We identified above in the sample corrupt database that it is a single-page of a clustered index. After verifying that I have proper backups to support a single-page restore, I start the restore process. The steps I follow are:

  1. Put the database in RESTRICTED_USER mode
  2. Restore the specific page from a full or differential backup
  3. Restore all transaction log files since the full or differential backup using NORECOVERY
  4. Back up the tail of the log file
  5. Restore the tail of the log with NORECOVERY
  6. Recover the database
  7. Run DBCC CHECKDB to ensure corruption is gone
  8. Set the database back to MULTI_USER

If you are new to performing restores, this may seem daunting the first few times because you the restore wizard does not support the options you need. You must perform the restores using T-SQL. The SQL commands are actually very simple. The initial restore of the page from the full or differential backup requires specifying which page to restore. The transaction log backups are very simple because you don’t have to specify any special settings other than NORECOVERY.

Let’s walk through the restore process for the sample corrupt database:

-- Only the one page is corrupt, so let's do a page restore
-- Switch to master to restore the damaged page
USE master;

-- Set the database in restricted user mode to keep average users out
Alter Database CorruptDB Set Restricted_User With Rollback Immediate;

-- Restore the corrupt page from the good full backup
Restore Database CorruptDB
    Page = '1:298'
    From Disk = '<Path to full backup>\CorruptDB.bak';

-- Restore the 1st pre=existing log backup to bring the page current
-- SQL knows which transations to apply, no need to specify any special commands
Restore Log CorruptDB
    From Disk = '<Path to log backups>\CorruptDB.trn'
    With NoRecovery;
-- If there were more pre-existing log backups, we would restore them in order

-- Now backup the tail of the log...
Backup Log CorruptDB
    To Disk = '<Path to tail log backup>\CorruptDB_LOG_TAIL.trn'
    With init;

-- Restore the tail of the log bringing the page current
Restore Log CorruptDB
    From Disk = '<Path to tail log backup>\CorruptDB_LOG_TAIL.trn'
    With NoRecovery;

-- Finally, recover the database to bring it online
Restore Database CorruptDB With Recovery;

-- Recheck the database for corruption again
DBCC CheckDB(CorruptDB) With All_ErrorMsgs, No_InfoMsgs, TableResults;

-- Allow users back in
Alter Database CorruptDB Set Multi_User;

If CHECKDB reports that there is no more corruption, then you know you have been successful. You quickly recovered corrupt data with no data loss and minimal downtime. If it still reports that the corruption exists or if new corruption is found, it’s time to consider doing a full restore instead of a single-page restore.

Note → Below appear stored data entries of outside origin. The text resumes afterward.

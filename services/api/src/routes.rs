use crate::infra::AppState;
use axum::http::{header, StatusCode};
use axum::response::IntoResponse;
use axum::Extension;
use axum::Json;
use rent_ranker::listings::{listing_router, ListingRepository, ListingService, SettingsStore};
use serde_json::json;
use std::sync::Arc;

pub(crate) fn with_listing_routes<R, S>(service: Arc<ListingService<R, S>>) -> axum::Router
where
    R: ListingRepository + 'static,
    S: SettingsStore + 'static,
{
    listing_router(service)
        .route("/health", axum::routing::get(healthcheck))
        .route("/ready", axum::routing::get(readiness_endpoint))
        .route("/metrics", axum::routing::get(metrics_endpoint))
}

pub(crate) async fn healthcheck() -> Json<serde_json::Value> {
    Json(json!({ "status": "ok" }))
}

pub(crate) async fn readiness_endpoint(Extension(state): Extension<AppState>) -> impl IntoResponse {
    let ready = state.readiness.load(std::sync::atomic::Ordering::Relaxed);
    let status = if ready {
        StatusCode::OK
    } else {
        StatusCode::SERVICE_UNAVAILABLE
    };

    let payload = if ready {
        json!({ "status": "ready" })
    } else {
        json!({ "status": "initializing" })
    };

    (status, Json(payload))
}

pub(crate) async fn metrics_endpoint(Extension(state): Extension<AppState>) -> impl IntoResponse {
    (
        StatusCode::OK,
        [(header::CONTENT_TYPE, "text/plain; version=0.0.4")],
        state.metrics.render(),
    )
}
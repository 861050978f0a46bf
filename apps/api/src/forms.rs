//! Multipart form staging.
//!
//! Text fields are kept in memory; file parts are streamed to the upload
//! directory under a random name so concurrent uploads never collide.
//! Handlers call [`MultipartForm::cleanup`] once they are done, whether or
//! not the staged files were uploaded.

use std::collections::HashMap;
use std::path::{Path, PathBuf};

use axum::extract::Multipart;
use tokio::io::AsyncWriteExt;
use tracing::debug;
use uuid::Uuid;

use crate::error::ApiResult;
use crate::media::remove_staged_file;

#[derive(Debug, Default)]
pub struct MultipartForm {
    fields: HashMap<String, String>,
    files: HashMap<String, PathBuf>,
}

impl MultipartForm {
    /// Reads every part of `multipart`, staging files under `upload_dir`.
    ///
    /// On error, files staged so far are removed before returning.
    pub async fn parse(multipart: Multipart, upload_dir: &Path) -> ApiResult<Self> {
        let mut form = MultipartForm::default();

        match form.read_parts(multipart, upload_dir).await {
            Ok(()) => Ok(form),
            Err(e) => {
                form.cleanup().await;
                Err(e)
            }
        }
    }

    async fn read_parts(&mut self, mut multipart: Multipart, upload_dir: &Path) -> ApiResult<()> {
        while let Some(mut field) = multipart.next_field().await? {
            let Some(name) = field.name().map(str::to_string) else {
                continue;
            };

            let file_name = field.file_name().map(sanitize_file_name);
            match file_name {
                // browsers send an empty file part when nothing was picked
                Some(file_name) if !file_name.is_empty() => {
                    tokio::fs::create_dir_all(upload_dir).await?;
                    let path = upload_dir.join(format!("{}-{}", Uuid::new_v4(), file_name));

                    // register before writing so a failed write is still cleaned up
                    if let Some(previous) = self.files.insert(name.clone(), path.clone()) {
                        remove_staged_file(&previous).await;
                    }

                    let mut file = tokio::fs::File::create(&path).await?;
                    let mut size = 0usize;
                    while let Some(chunk) = field.chunk().await? {
                        size += chunk.len();
                        file.write_all(&chunk).await?;
                    }
                    file.flush().await?;

                    debug!(field = %name, path = %path.display(), size, "Staged upload");
                }
                Some(_) => {}
                None => {
                    let value = field.text().await?;
                    self.fields.insert(name, value);
                }
            }
        }

        Ok(())
    }

    /// A text field, or `None` when absent or blank.
    pub fn text(&self, name: &str) -> Option<&str> {
        self.fields
            .get(name)
            .map(String::as_str)
            .filter(|v| !v.trim().is_empty())
    }

    /// The staged path of a file field.
    pub fn file(&self, name: &str) -> Option<&Path> {
        self.files.get(name).map(PathBuf::as_path)
    }

    /// Removes every staged file that is still on disk.
    pub async fn cleanup(&self) {
        for path in self.files.values() {
            remove_staged_file(path).await;
        }
    }
}

/// Keeps the final path component and replaces anything unusual.
fn sanitize_file_name(raw: &str) -> String {
    let base = raw.rsplit(['/', '\\']).next().unwrap_or(raw);
    base.chars()
        .map(|c| {
            if c.is_ascii_alphanumeric() || matches!(c, '.' | '-' | '_') {
                c
            } else {
                '_'
            }
        })
        .collect::<String>()
        .trim_start_matches('.')
        .to_string()
}

#[cfg(test)]
mod tests {
    use super::*;

    #[test]
    fn test_sanitize_file_name() {
        assert_eq!(sanitize_file_name("clip.mp4"), "clip.mp4");
        assert_eq!(sanitize_file_name("../../etc/passwd"), "passwd");
        assert_eq!(sanitize_file_name("C:\\Users\\me\\my video.mov"), "my_video.mov");
        assert_eq!(sanitize_file_name(".hidden"), "hidden");
        assert_eq!(sanitize_file_name(""), "");
    }
}
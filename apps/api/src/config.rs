//! API configuration module.
//!
//! Configuration is loaded from environment variables with fallback to
//! defaults. `main` calls `dotenvy::dotenv()` first, so a local `.env` file
//! works too.

use std::env;
use std::path::PathBuf;
use std::str::FromStr;

/// Cloudinary account credentials.
#[derive(Debug, Clone)]
pub struct CloudinaryConfig {
    pub cloud_name: String,
    pub api_key: String,
    pub api_secret: String,
}

/// API server configuration.
#[derive(Debug, Clone)]
pub struct ApiConfig {
    /// HTTP port
    pub port: u16,

    /// Interface to bind
    pub bind_address: String,

    /// SQLite database file
    pub database_path: PathBuf,

    /// Pool size
    pub db_max_connections: u32,

    /// Secret for signing access tokens
    pub access_token_secret: String,

    /// Access token lifetime in seconds
    pub access_token_expiry_secs: i64,

    /// Secret for signing refresh tokens
    pub refresh_token_secret: String,

    /// Refresh token lifetime in seconds
    pub refresh_token_expiry_secs: i64,

    /// Allowed CORS origin; `None` allows any origin
    pub cors_origin: Option<String>,

    /// Where multipart uploads are staged before going to Cloudinary
    pub upload_dir: PathBuf,

    /// Max request body size in bytes (default: 100MB)
    pub body_limit_bytes: usize,

    /// `None` when any of the three Cloudinary variables is missing
    pub cloudinary: Option<CloudinaryConfig>,
}

impl ApiConfig {
    /// Load configuration from environment variables.
    pub fn load() -> Result<Self, ConfigError> {
        let config = ApiConfig {
            port: parse_var("PORT", "8000")?,

            bind_address: env::var("BIND_ADDRESS").unwrap_or_else(|_| "0.0.0.0".to_string()),

            database_path: env::var("DATABASE_URL")
                .unwrap_or_else(|_| "vidtube.db".to_string())
                .into(),

            db_max_connections: parse_var("DB_MAX_CONNECTIONS", "5")?,

            access_token_secret: required_var("ACCESS_TOKEN_SECRET")?,

            access_token_expiry_secs: parse_var("ACCESS_TOKEN_EXPIRY_SECS", "86400")?, // 1 day

            refresh_token_secret: required_var("REFRESH_TOKEN_SECRET")?,

            refresh_token_expiry_secs: parse_var("REFRESH_TOKEN_EXPIRY_SECS", "864000")?, // 10 days

            cors_origin: env::var("CORS_ORIGIN").ok().filter(|v| !v.is_empty()),

            upload_dir: env::var("UPLOAD_DIR")
                .unwrap_or_else(|_| "./public/temp".to_string())
                .into(),

            body_limit_bytes: parse_var("BODY_LIMIT_BYTES", "104857600")?,

            cloudinary: match (
                env::var("CLOUDINARY_CLOUD_NAME"),
                env::var("CLOUDINARY_API_KEY"),
                env::var("CLOUDINARY_API_SECRET"),
            ) {
                (Ok(cloud_name), Ok(api_key), Ok(api_secret)) => Some(CloudinaryConfig {
                    cloud_name,
                    api_key,
                    api_secret,
                }),
                _ => None,
            },
        };

        config.validate()?;
        Ok(config)
    }

    fn validate(&self) -> Result<(), ConfigError> {
        if self.access_token_expiry_secs <= 0 {
            return Err(ConfigError::InvalidValue("ACCESS_TOKEN_EXPIRY_SECS".to_string()));
        }
        if self.refresh_token_expiry_secs <= 0 {
            return Err(ConfigError::InvalidValue("REFRESH_TOKEN_EXPIRY_SECS".to_string()));
        }
        if self.db_max_connections == 0 {
            return Err(ConfigError::InvalidValue("DB_MAX_CONNECTIONS".to_string()));
        }
        Ok(())
    }

    /// `bind_address:port`
    pub fn listen_addr(&self) -> String {
        format!("{}:{}", self.bind_address, self.port)
    }
}

fn parse_var<T: FromStr>(name: &str, default: &str) -> Result<T, ConfigError> {
    env::var(name)
        .unwrap_or_else(|_| default.to_string())
        .parse()
        .map_err(|_| ConfigError::InvalidValue(name.to_string()))
}

fn required_var(name: &str) -> Result<String, ConfigError> {
    env::var(name)
        .ok()
        .filter(|v| !v.is_empty())
        .ok_or_else(|| ConfigError::MissingRequired(name.to_string()))
}

/// Configuration error types.
#[derive(Debug, thiserror::Error)]
pub enum ConfigError {
    #[error("Invalid value for {0}")]
    InvalidValue(String),

    #[error("Missing required configuration: {0}")]
    MissingRequired(String),
}
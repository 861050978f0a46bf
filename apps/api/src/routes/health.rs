//! Health check route.

use axum::extract::State;
use serde_json::{json, Value};

use crate::error::{ApiError, ApiResult};
use crate::response::ApiResponse;
use crate::server::AppState;

/// 200 when the database answers, 503 otherwise.
pub async fn healthcheck(State(state): State<AppState>) -> ApiResult<ApiResponse<Value>> {
    if !state.db.health_check().await {
        return Err(ApiError::service_unavailable("Database unavailable"));
    }

    Ok(ApiResponse::ok(
        json!({ "status": "OK", "version": env!("CARGO_PKG_VERSION") }),
        "Health check passed",
    ))
}
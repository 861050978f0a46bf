//! # Session Token Manager
//!
//! Issues, rotates and revokes the access/refresh token pair bound to a user.
//!
//! ## Lifecycle
//! ```text
//! ┌─────────────────────────────────────────────────────────────────────────┐
//! │                    Session State (per user)                             │
//! │                                                                         │
//! │              issue (login)                                              │
//! │   ┌──────────┐ ──────────────► ┌──────────┐ ──┐                         │
//! │   │NoSession │                 │  Active  │   │ rotate (refresh-token)  │
//! │   │ (NULL)   │ ◄────────────── │ (r_n)    │ ◄─┘ r_n ──► r_n+1           │
//! │   └──────────┘   revoke        └──────────┘                             │
//! │                  (logout)                                               │
//! └─────────────────────────────────────────────────────────────────────────┘
//! ```
//!
//! ## Rotation Checks (fail-fast, in order)
//! 1. token present and non-blank          → `MissingCredential`
//! 2. signature, expiry, `token_type`      → `InvalidCredential`
//! 3. the user still exists                → `UnknownIdentity`
//! 4. token equals the stored value        → `StaleCredential`
//!
//! The final write is a compare-and-swap against the presented token, so of
//! two concurrent rotations with the same token exactly one wins; the other
//! gets `StaleCredential`.

use std::sync::Arc;

use async_trait::async_trait;
use tracing::{debug, error, info, warn};

use crate::auth::JwtManager;
use vidtube_core::SessionIdentity;
use vidtube_db::{DbError, UserRepository};

// =============================================================================
// Store
// =============================================================================

/// Persistence the session manager needs: one nullable refresh token per user.
#[async_trait]
pub trait SessionStore: Send + Sync {
    /// Loads the user's claims and stored refresh token.
    async fn load_identity(&self, user_id: &str) -> Result<Option<SessionIdentity>, DbError>;

    /// Unconditionally stores `token` as the user's refresh token.
    async fn store_refresh_token(&self, user_id: &str, token: &str) -> Result<(), DbError>;

    /// Stores `new` only if the current value equals `expected`.
    async fn swap_refresh_token(
        &self,
        user_id: &str,
        expected: &str,
        new: &str,
    ) -> Result<bool, DbError>;

    /// Clears the stored refresh token. Missing users are not an error.
    async fn clear_refresh_token(&self, user_id: &str) -> Result<(), DbError>;
}

#[async_trait]
impl SessionStore for UserRepository {
    async fn load_identity(&self, user_id: &str) -> Result<Option<SessionIdentity>, DbError> {
        self.find_session_identity(user_id).await
    }

    async fn store_refresh_token(&self, user_id: &str, token: &str) -> Result<(), DbError> {
        self.set_refresh_token(user_id, Some(token)).await
    }

    async fn swap_refresh_token(
        &self,
        user_id: &str,
        expected: &str,
        new: &str,
    ) -> Result<bool, DbError> {
        UserRepository::swap_refresh_token(self, user_id, expected, new).await
    }

    async fn clear_refresh_token(&self, user_id: &str) -> Result<(), DbError> {
        match self.set_refresh_token(user_id, None).await {
            Err(DbError::NotFound { .. }) => Ok(()),
            other => other,
        }
    }
}

// =============================================================================
// Errors
// =============================================================================

/// Session failures.
#[derive(Debug, thiserror::Error)]
pub enum SessionError {
    /// No refresh token was presented.
    #[error("Refresh token missing")]
    MissingCredential,

    /// Bad signature, expired, malformed, or not a refresh token.
    #[error("Refresh token failed verification")]
    InvalidCredential,

    /// The token verified but its user no longer exists.
    #[error("Refresh token names an unknown user")]
    UnknownIdentity,

    /// The token verified but is no longer the stored one.
    #[error("Refresh token is expired or used")]
    StaleCredential,

    /// Signing or persisting a new pair failed.
    #[error("Failed to issue credentials: {0}")]
    CredentialIssuance(String),

    /// Clearing the stored token failed.
    #[error("Failed to revoke session: {0}")]
    Revocation(String),
}

// =============================================================================
// Manager
// =============================================================================

/// A freshly minted token pair.
#[derive(Debug, Clone, PartialEq)]
pub struct CredentialPair {
    pub access_token: String,
    pub refresh_token: String,
}

/// Issues, rotates and revokes sessions.
pub struct SessionTokenManager {
    jwt: Arc<JwtManager>,
    store: Arc<dyn SessionStore>,
}

impl SessionTokenManager {
    pub fn new(jwt: Arc<JwtManager>, store: Arc<dyn SessionStore>) -> Self {
        SessionTokenManager { jwt, store }
    }

    /// Mints a new pair for `user_id` and stores its refresh half,
    /// replacing any previous session.
    pub async fn issue(&self, user_id: &str) -> Result<CredentialPair, SessionError> {
        let identity = self
            .store
            .load_identity(user_id)
            .await
            .map_err(issuance_failed)?
            .ok_or_else(|| {
                SessionError::CredentialIssuance(format!("user {user_id} not found"))
            })?;

        let pair = self.mint(&identity)?;

        self.store
            .store_refresh_token(user_id, &pair.refresh_token)
            .await
            .map_err(issuance_failed)?;

        info!(user_id = %user_id, "Session issued");
        Ok(pair)
    }

    /// Exchanges a refresh token for a new pair. The presented token is
    /// single-use.
    pub async fn rotate(&self, presented: Option<&str>) -> Result<CredentialPair, SessionError> {
        let presented = presented
            .map(str::trim)
            .filter(|t| !t.is_empty())
            .ok_or(SessionError::MissingCredential)?;

        let claims = self.jwt.validate_refresh_token(presented).map_err(|e| {
            debug!(error = %e, "Refresh token rejected");
            SessionError::InvalidCredential
        })?;

        let identity = self
            .store
            .load_identity(&claims.sub)
            .await
            .map_err(issuance_failed)?
            .ok_or(SessionError::UnknownIdentity)?;

        if identity.refresh_token.as_deref() != Some(presented) {
            warn!(user_id = %identity.id, "Stale refresh token presented");
            return Err(SessionError::StaleCredential);
        }

        let pair = self.mint(&identity)?;

        let swapped = self
            .store
            .swap_refresh_token(&identity.id, presented, &pair.refresh_token)
            .await
            .map_err(issuance_failed)?;

        if !swapped {
            warn!(user_id = %identity.id, "Lost refresh token rotation race");
            return Err(SessionError::StaleCredential);
        }

        info!(user_id = %identity.id, "Session rotated");
        Ok(pair)
    }

    /// Ends the user's session. Idempotent.
    pub async fn revoke(&self, user_id: &str) -> Result<(), SessionError> {
        self.store.clear_refresh_token(user_id).await.map_err(|e| {
            error!(user_id = %user_id, error = %e, "Failed to revoke session");
            SessionError::Revocation(e.to_string())
        })?;

        info!(user_id = %user_id, "Session revoked");
        Ok(())
    }

    fn mint(&self, identity: &SessionIdentity) -> Result<CredentialPair, SessionError> {
        let access_token = self
            .jwt
            .generate_access_token(identity)
            .map_err(|e| SessionError::CredentialIssuance(e.to_string()))?;
        let refresh_token = self
            .jwt
            .generate_refresh_token(&identity.id)
            .map_err(|e| SessionError::CredentialIssuance(e.to_string()))?;

        Ok(CredentialPair {
            access_token,
            refresh_token,
        })
    }
}

fn issuance_failed(err: DbError) -> SessionError {
    error!(error = %err, "Session store failure");
    SessionError::CredentialIssuance(err.to_string())
}

// =============================================================================
// Unit Tests
// =============================================================================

2 thoughts on “Introduction to Integrity: Corruption in Clustered Indexes and Heaps

  1. Nice Series! Why Backup the tail of the log after you’ve restored the page?
    I would have thought it would make more sense to back the tail of the log before you restore the page?

    1. Hi Paul. In order to bring the file and its filegroup back online, it has to be brought current with the rest of the database. The tail log backup must include all transactions up to the point where you begin the recovery of the file. You can do it before as long as there are no other transactions occurring on the database, but it has to include everything up to the point of the page restore.